_Records supplied:_
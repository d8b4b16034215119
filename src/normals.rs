use glam::Vec3;

use crate::heightfield::{Heightfield, NormalField};
use crate::math::safe_normalize;

/// Per-vertex lighting normals for a heightfield.
///
/// Each vertex averages the four face normals formed by its cardinal grid edges.
/// Missing neighbours on the boundary contribute zero vectors, which drop out of
/// the average.
pub fn compute_normals(heights: &Heightfield) -> NormalField {
    NormalField::from_fn(heights.size(), |i, j| vertex_normal(heights, i, j))
}

fn vertex_normal(heights: &Heightfield, i: usize, j: usize) -> Vec3 {
    let h = heights[(i, j)];
    let edge = |x: Option<usize>, z: Option<usize>, dx: f32, dz: f32| {
        match (x, z) {
            (Some(x), Some(z)) => heights
                .try_get(x, z)
                .map_or(Vec3::ZERO, |&neighbour| Vec3::new(dx, neighbour - h, dz)),
            _ => Vec3::ZERO,
        }
    };

    let right = edge(i.checked_add(1), Some(j), 1.0, 0.0);
    let left = edge(i.checked_sub(1), Some(j), -1.0, 0.0);
    let up = edge(Some(i), j.checked_add(1), 0.0, 1.0);
    let down = edge(Some(i), j.checked_sub(1), 0.0, -1.0);

    let sum = upward(up.cross(right))
        + upward(right.cross(down))
        + upward(down.cross(left))
        + upward(left.cross(up));

    safe_normalize(sum / 4.0)
}

/// Flips a face normal into the upper half-space and normalizes it.
fn upward(n: Vec3) -> Vec3 {
    if n.y < 0.0 {
        safe_normalize(-n)
    } else {
        safe_normalize(n)
    }
}

#[cfg(test)]
mod tests {
    use super::*;
    use crate::heightfield::GridSize;
    use crate::terrain::TerrainGenerator;
    use rand::SeedableRng;
    use rand_chacha::ChaCha8Rng;

    const EPS: f32 = 1e-5;

    #[test]
    fn flat_ground_points_straight_up() {
        let size = GridSize::new(5, 4).unwrap();
        let normals = compute_normals(&Heightfield::filled(size, 3.0));
        for (x, z) in size.coords() {
            assert!((normals[(x, z)] - Vec3::Y).length() < EPS, "({x}, {z})");
        }
    }

    #[test]
    fn generated_normals_are_unit_and_upward() {
        let size = GridSize::new(30, 20).unwrap();
        let terrain = TerrainGenerator::new(size).generate(&mut ChaCha8Rng::seed_from_u64(3));
        let normals = compute_normals(&terrain.heights);
        for n in normals.iter() {
            assert!((n.length() - 1.0).abs() < 1e-4, "{n:?}");
            assert!(n.y > 0.0);
        }
    }

    #[test]
    fn slope_tilts_normal_downhill() {
        // Height rises with x, so the normal leans towards -x.
        let size = GridSize::new(4, 4).unwrap();
        let heights = Heightfield::from_fn(size, |x, _| x as f32);
        let normals = compute_normals(&heights);
        let expected = Vec3::new(-1.0, 1.0, 0.0).normalize();
        assert!((normals[(1, 1)] - expected).length() < EPS);
        // Corners only have two edges but still agree on a plane.
        assert!((normals[(0, 0)] - expected).length() < EPS);
        assert!((normals[(3, 3)] - expected).length() < EPS);
    }

    #[test]
    fn single_vertex_grid_has_zero_normal() {
        let size = GridSize::new(1, 1).unwrap();
        let normals = compute_normals(&Heightfield::zeroed(size));
        assert_eq!(normals[(0, 0)], Vec3::ZERO);
    }

    #[test]
    fn single_row_grid_stays_finite() {
        // Every cross product pairs an x edge with a missing z edge.
        let size = GridSize::new(4, 1).unwrap();
        let normals = compute_normals(&Heightfield::from_fn(size, |x, _| x as f32));
        assert!(normals.iter().all(|n| *n == Vec3::ZERO));
    }
}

_Work to complete:_
Your task is to list each line of the records with the word "right".

_Answer to this problem:_
    let right = edge(i.checked_add(1), Some(j), 1.0, 0.0);
    let sum = upward(up.cross(right))
        + upward(right.cross(down))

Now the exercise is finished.